What you will do =>
Write out once more the lines running from the top of the entries below to the line with "per build task.", both ends included.
──────── Exercise data ────────
//! Filesystem views handed to build tasks.

use std::collections::HashMap;
use std::io;
use std::path::{Path, PathBuf};
use std::sync::Arc;

use parking_lot::RwLock;

/// Read-only filesystem access for a build.
pub trait FileSystem: Send + Sync {
	/// Reads a whole file as UTF-8.
	fn read_to_string(&self, path: &Path) -> io::Result<String>;

	/// Returns `true` when `path` names an existing file.
	fn exists(&self, path: &Path) -> bool;
}

/// Supplies a filesystem view; consulted once per build task.
pub trait FileSystemProvider: Send + Sync {
	/// Returns the view to use for the next build.
	fn file_system(&self) -> Arc<dyn FileSystem>;
}

/// The host filesystem.
#[derive(Debug, Clone, Copy, Default)]
pub struct RealFileSystem;

impl FileSystem for RealFileSystem {
	fn read_to_string(&self, path: &Path) -> io::Result<String> {
		std::fs::read_to_string(path)
	}

	fn exists(&self, path: &Path) -> bool {
		path.is_file()
	}
}

/// Provides [`RealFileSystem`].
#[derive(Debug, Clone, Copy, Default)]
pub struct RealFileSystemProvider;

impl FileSystemProvider for RealFileSystemProvider {
	fn file_system(&self) -> Arc<dyn FileSystem> {
		Arc::new(RealFileSystem)
	}
}

/// In-memory filesystem, shared between all handles cloned from it.
#[derive(Debug, Clone, Default)]
pub struct InMemoryFileSystem {
	files: Arc<RwLock<HashMap<PathBuf, String>>>,
}

impl InMemoryFileSystem {
	/// Create a new empty filesystem.
	pub fn new() -> Self {
		Self::default()
	}

	/// Creates or replaces a file.
	pub fn insert(&self, path: impl Into<PathBuf>, contents: impl Into<String>) {
		self.files.write().insert(path.into(), contents.into());
	}

	/// Deletes a file, returning its contents.
	pub fn remove(&self, path: &Path) -> Option<String> {
		self.files.write().remove(path)
	}
}

impl FileSystem for InMemoryFileSystem {
	fn read_to_string(&self, path: &Path) -> io::Result<String> {
		self.files
			.read()
			.get(path)
			.cloned()
			.ok_or_else(|| io::Error::new(io::ErrorKind::NotFound, format!("{} not found", path.display())))
	}

	fn exists(&self, path: &Path) -> bool {
		self.files.read().contains_key(path)
	}
}

impl FileSystemProvider for InMemoryFileSystem {
	fn file_system(&self) -> Arc<dyn FileSystem> {
		Arc::new(self.clone())
	}
}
────────
Your response =>
//! Filesystem views handed to build tasks.

use std::collections::HashMap;
use std::io;
use std::path::{Path, PathBuf};
use std::sync::Arc;

use parking_lot::RwLock;

/// Read-only filesystem access for a build.
pub trait FileSystem: Send + Sync {
	/// Reads a whole file as UTF-8.
	fn read_to_string(&self, path: &Path) -> io::Result<String>;

	/// Returns `true` when `path` names an existing file.
	fn exists(&self, path: &Path) -> bool;
}

/// Supplies a filesystem view; consulted once per build task.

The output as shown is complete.